▸ **What is expected**: Please retype all of the data below, word for word.

▸ **Data to examine**:
※ ※ ※
/// S6 and property 6: lock holes are re-lockable, the remainder conflicts.
#[test]
fn s6_lock_holes() {
    let server = Server::new_for_tests();
    let process = server.make_test_process();
    let other_process = server.make_test_process();
    let dir = TempDir::new().unwrap();
    let path = dir.path().join("locked");
    std::fs::write(&path, vec![0u8; 64]).unwrap();

    let open = || {
        File::create(
            &server,
            None,
            &path,
            AccessMask::GENERIC_READ | AccessMask::GENERIC_WRITE,
            ShareMode::READ | ShareMode::WRITE,
            CreateDisposition::Open,
            OpenOptions::empty(),
            FileAttributes::empty(),
        )
        .unwrap()
    };
    let file = open();
    assert!(matches!(file.lock(&process, 0, 10, true, false).unwrap(), LockResult::Granted));
    assert!(matches!(file.lock(&process, 5, 15, true, false).unwrap(), LockResult::Granted));
    file.unlock(0, 10).unwrap();

    // the hole [0,5) is free again
    assert!(matches!(file.lock(&process, 0, 5, false, false).unwrap(), LockResult::Granted));
    // but [5,20) is still shared-locked; an exclusive request from another
    // open conflicts
    let file2 = open();
    assert_eq!(
        file2.lock(&other_process, 5, 10, false, false).unwrap_err(),
        Status::FILE_LOCK_CONFLICT
    );

    // blocked-with-wait parks on the conflicting lock object
    match file2.lock(&other_process, 5, 10, false, true).unwrap() {
        LockResult::Pending(lock) => {
            let thread = other_process.main_thread().unwrap();
            let lock_obj: ObjRef = lock;
            let outcome =
                begin_wait(&server, &thread, &[lock_obj], false, false, None).unwrap();
            assert!(matches!(outcome, WaitOutcome::Pending(_)));
            // releasing the blocking lock wakes the waiter; the client then
            // retries the lock
            file.unlock(5, 15).unwrap();
            assert_eq!(thread.take_wait_result(), Some(Status::WAIT_0));
            assert!(matches!(
                file2.lock(&other_process, 5, 10, false, false).unwrap(),
                LockResult::Granted
            ));
        }
        LockResult::Granted => panic!("lock should conflict"),
    }
}

/// S2: pipe listen/connect/second-client flow.
#[test]
fn s2_named_pipe_connect() {
    let server = Server::new_for_tests();
    let process = server.make_test_process();
    let thread = process.main_thread().unwrap();

    let params = PipeParams {
        flags: PipeFlags::empty(),
        sharing: ShareMode::READ | ShareMode::WRITE,
        max_instances: 1,
        in_size: 0,
        out_size: 0,
        timeout: -TICKS_PER_SEC,
    };
    let pipe_server = NamedPipe::create(
        &server,
        "\\Device\\NamedPipe\\X",
        ATTRS,
        params,
        OpenOptions::empty(),
    )
    .unwrap();

    let listen = userkd::async_io::Async::new(&thread, 0, 0, None);
    assert_eq!(pipe_server.listen(&server, &listen).unwrap(), Status::PENDING);

    // client opens the pipe by name
    let (obj, rest) = lookup_named_object(&server, None, "\\Device\\NamedPipe\\X", ATTRS).unwrap();
    assert!(rest.is_none());
    let client = obj
        .open_file(
            &obj,
            &server,
            &process,
            AccessMask::GENERIC_READ,
            ShareMode::empty(),
            OpenOptions::empty(),
        )
        .unwrap();
    assert_eq!(listen.status(), Status::SUCCESS);
    assert_eq!(pipe_server.state(), PipeState::Connected);

    // a second client finds no free instance
    let err = obj
        .open_file(
            &obj,
            &server,
            &process,
            AccessMask::GENERIC_READ,
            ShareMode::empty(),
            OpenOptions::empty(),
        )
        .unwrap_err();
    assert_eq!(err, Status::PIPE_NOT_AVAILABLE);
    drop(client);
}

/// S4-lite: image mapping size and shared-writable backing reuse. (Client
/// views are mmapped client-side; the server guarantees both mappers get
/// the same backing file.)
#[test]
fn s4_image_mapping_shares_backing() {
    let server = Server::new_for_tests();
    let dir = TempDir::new().unwrap();
    let path = dir.path().join("image.dll");
    std::fs::write(&path, build_minimal_pe64()).unwrap();

    let map = |name: &str| {
        let file = File::create_from_unix_path(
            &server,
            &path,
            AccessMask::GENERIC_READ,
            ShareMode::READ | ShareMode::WRITE | ShareMode::DELETE,
        )
        .unwrap();
        Mapping::create(
            &server,
            None,
            name,
            ATTRS,
            0,
            SecFlags::IMAGE,
            Protection::READ,
            Some(&file),
            CpuType::X86_64,
        )
        .unwrap()
        .obj
    };
    let first = map("\\BaseNamedObjects\\img1");
    let second = map("\\BaseNamedObjects\\img2");

    let info = first.image_info().unwrap();
    assert!(info.map_size >= 0x4000);
    assert_eq!(info.map_size % 0x1000, 0);
    assert_eq!(first.size(), info.map_size);

    let backing1 = first.shared_file().expect("shared sections present");
    let backing2 = second.shared_file().expect("shared sections present");
    assert!(Rc::ptr_eq(&backing1, &backing2));
}

/// Minimal PE64 with one shared-writable section of raw size 0x200 and one
/// of 0x400.
fn build_minimal_pe64() -> Vec<u8> {
    const SHARED_WRITE: u32 = 0x1000_0000 | 0x8000_0000;
    let mut out = vec![0u8; 0x40];
    out[0] = b'M';
    out[1] = b'Z';
    out[0x3c] = 0x40; // e_lfanew
    out.extend_from_slice(b"PE\0\0");
    // COFF file header: AMD64, 2 sections, optional header 112 bytes
    let mut coff = [0u8; 20];
    coff[..2].copy_from_slice(&0x8664u16.to_le_bytes());
    coff[2..4].copy_from_slice(&2u16.to_le_bytes());
    coff[16..18].copy_from_slice(&112u16.to_le_bytes());
    out.extend_from_slice(&coff);
    // optional header 64
    let mut opt = [0u8; 112];
    opt[..2].copy_from_slice(&0x20bu16.to_le_bytes());
    opt[24..32].copy_from_slice(&0x1_4000_0000u64.to_le_bytes()); // image base
    opt[32..36].copy_from_slice(&0x1000u32.to_le_bytes()); // section align
    opt[36..40].copy_from_slice(&0x200u32.to_le_bytes()); // file align
    opt[56..60].copy_from_slice(&0x4000u32.to_le_bytes()); // size of image
    opt[60..64].copy_from_slice(&0x400u32.to_le_bytes()); // size of headers
    out.extend_from_slice(&opt);
    // section headers
    let section = |name: &[u8], vaddr: u32, vsize: u32, raw_ptr: u32, raw_size: u32, ch: u32| {
        let mut sec = [0u8; 40];
        sec[..name.len()].copy_from_slice(name);
        sec[8..12].copy_from_slice(&vsize.to_le_bytes());
        sec[12..16].copy_from_slice(&vaddr.to_le_bytes());
        sec[16..20].copy_from_slice(&raw_size.to_le_bytes());
        sec[20..24].copy_from_slice(&raw_ptr.to_le_bytes());
        sec[36..40].copy_from_slice(&ch.to_le_bytes());
        sec
    };
    out.extend_from_slice(&section(b".shr1", 0x1000, 0x200, 0x400, 0x200, SHARED_WRITE));
    out.extend_from_slice(&section(b".shr2", 0x2000, 0x400, 0x600, 0x400, SHARED_WRITE));
    out.resize(0xa00, 0xcc);
    out
}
※ ※ ※
▸ **Response area**:
/// S6 and property 6: lock holes are re-lockable, the remainder conflicts.
#[test]
fn s6_lock_holes() {
    let server = Server::new_for_tests();
    let process = server.make_test_process();
    let other_process = server.make_test_process();
    let dir = TempDir::new().unwrap();
    let path = dir.path().join("locked");
    std::fs::write(&path, vec![0u8; 64]).unwrap();

    let open = || {
        File::create(
            &server,
            None,
            &path,
            AccessMask::GENERIC_READ | AccessMask::GENERIC_WRITE,
            ShareMode::READ | ShareMode::WRITE,
            CreateDisposition::Open,
            OpenOptions::empty(),
            FileAttributes::empty(),
        )
        .unwrap()
    };
    let file = open();
    assert!(matches!(file.lock(&process, 0, 10, true, false).unwrap(), LockResult::Granted));
    assert!(matches!(file.lock(&process, 5, 15, true, false).unwrap(), LockResult::Granted));
    file.unlock(0, 10).unwrap();

    // the hole [0,5) is free again
    assert!(matches!(file.lock(&process, 0, 5, false, false).unwrap(), LockResult::Granted));
    // but [5,20) is still shared-locked; an exclusive request from another
    // open conflicts
    let file2 = open();
    assert_eq!(
        file2.lock(&other_process, 5, 10, false, false).unwrap_err(),
        Status::FILE_LOCK_CONFLICT
    );

    // blocked-with-wait parks on the conflicting lock object
    match file2.lock(&other_process, 5, 10, false, true).unwrap() {
        LockResult::Pending(lock) => {
            let thread = other_process.main_thread().unwrap();
            let lock_obj: ObjRef = lock;
            let outcome =
                begin_wait(&server, &thread, &[lock_obj], false, false, None).unwrap();
            assert!(matches!(outcome, WaitOutcome::Pending(_)));
            // releasing the blocking lock wakes the waiter; the client then
            // retries the lock
            file.unlock(5, 15).unwrap();
            assert_eq!(thread.take_wait_result(), Some(Status::WAIT_0));
            assert!(matches!(
                file2.lock(&other_process, 5, 10, false, false).unwrap(),
                LockResult::Granted
            ));
        }
        LockResult::Granted => panic!("lock should conflict"),
    }
}

/// S2: pipe listen/connect/second-client flow.
#[test]
fn s2_named_pipe_connect() {
    let server = Server::new_for_tests();
    let process = server.make_test_process();
    let thread = process.main_thread().unwrap();

    let params = PipeParams {
        flags: PipeFlags::empty(),
        sharing: ShareMode::READ | ShareMode::WRITE,
        max_instances: 1,
        in_size: 0,
        out_size: 0,
        timeout: -TICKS_PER_SEC,
    };
    let pipe_server = NamedPipe::create(
        &server,
        "\\Device\\NamedPipe\\X",
        ATTRS,
        params,
        OpenOptions::empty(),
    )
    .unwrap();

    let listen = userkd::async_io::Async::new(&thread, 0, 0, None);
    assert_eq!(pipe_server.listen(&server, &listen).unwrap(), Status::PENDING);

    // client opens the pipe by name
    let (obj, rest) = lookup_named_object(&server, None, "\\Device\\NamedPipe\\X", ATTRS).unwrap();
    assert!(rest.is_none());
    let client = obj
        .open_file(
            &obj,
            &server,
            &process,
            AccessMask::GENERIC_READ,
            ShareMode::empty(),
            OpenOptions::empty(),
        )
        .unwrap();
    assert_eq!(listen.status(), Status::SUCCESS);
    assert_eq!(pipe_server.state(), PipeState::Connected);

    // a second client finds no free instance
    let err = obj
        .open_file(
            &obj,
            &server,
            &process,
            AccessMask::GENERIC_READ,
            ShareMode::empty(),
            OpenOptions::empty(),
        )
        .unwrap_err();
    assert_eq!(err, Status::PIPE_NOT_AVAILABLE);
    drop(client);
}

/// S4-lite: image mapping size and shared-writable backing reuse. (Client
/// views are mmapped client-side; the server guarantees both mappers get
/// the same backing file.)
#[test]
fn s4_image_mapping_shares_backing() {
    let server = Server::new_for_tests();
    let dir = TempDir::new().unwrap();
    let path = dir.path().join("image.dll");
    std::fs::write(&path, build_minimal_pe64()).unwrap();

    let map = |name: &str| {
        let file = File::create_from_unix_path(
            &server,
            &path,
            AccessMask::GENERIC_READ,
            ShareMode::READ | ShareMode::WRITE | ShareMode::DELETE,
        )
        .unwrap();
        Mapping::create(
            &server,
            None,
            name,
            ATTRS,
            0,
            SecFlags::IMAGE,
            Protection::READ,
            Some(&file),
            CpuType::X86_64,
        )
        .unwrap()
        .obj
    };
    let first = map("\\BaseNamedObjects\\img1");
    let second = map("\\BaseNamedObjects\\img2");

    let info = first.image_info().unwrap();
    assert!(info.map_size >= 0x4000);
    assert_eq!(info.map_size % 0x1000, 0);
    assert_eq!(first.size(), info.map_size);

    let backing1 = first.shared_file().expect("shared sections present");
    let backing2 = second.shared_file().expect("shared sections present");
    assert!(Rc::ptr_eq(&backing1, &backing2));
}

/// Minimal PE64 with one shared-writable section of raw size 0x200 and one
/// of 0x400.
fn build_minimal_pe64() -> Vec<u8> {
    const SHARED_WRITE: u32 = 0x1000_0000 | 0x8000_0000;
    let mut out = vec![0u8; 0x40];
    out[0] = b'M';
    out[1] = b'Z';
    out[0x3c] = 0x40; // e_lfanew
    out.extend_from_slice(b"PE\0\0");
    // COFF file header: AMD64, 2 sections, optional header 112 bytes
    let mut coff = [0u8; 20];
    coff[..2].copy_from_slice(&0x8664u16.to_le_bytes());
    coff[2..4].copy_from_slice(&2u16.to_le_bytes());
    coff[16..18].copy_from_slice(&112u16.to_le_bytes());
    out.extend_from_slice(&coff);
    // optional header 64
    let mut opt = [0u8; 112];
    opt[..2].copy_from_slice(&0x20bu16.to_le_bytes());
    opt[24..32].copy_from_slice(&0x1_4000_0000u64.to_le_bytes()); // image base
    opt[32..36].copy_from_slice(&0x1000u32.to_le_bytes()); // section align
    opt[36..40].copy_from_slice(&0x200u32.to_le_bytes()); // file align
    opt[56..60].copy_from_slice(&0x4000u32.to_le_bytes()); // size of image
    opt[60..64].copy_from_slice(&0x400u32.to_le_bytes()); // size of headers
    out.extend_from_slice(&opt);
    // section headers
    let section = |name: &[u8], vaddr: u32, vsize: u32, raw_ptr: u32, raw_size: u32, ch: u32| {
        let mut sec = [0u8; 40];
        sec[..name.len()].copy_from_slice(name);
        sec[8..12].copy_from_slice(&vsize.to_le_bytes());
        sec[12..16].copy_from_slice(&vaddr.to_le_bytes());
        sec[16..20].copy_from_slice(&raw_size.to_le_bytes());
        sec[20..24].copy_from_slice(&raw_ptr.to_le_bytes());
        sec[36..40].copy_from_slice(&ch.to_le_bytes());
        sec
    };
    out.extend_from_slice(&section(b".shr1", 0x1000, 0x200, 0x400, 0x200, SHARED_WRITE));
    out.extend_from_slice(&section(b".shr2", 0x2000, 0x400, 0x600, 0x400, SHARED_WRITE));
    out.resize(0xa00, 0xcc);
    out
}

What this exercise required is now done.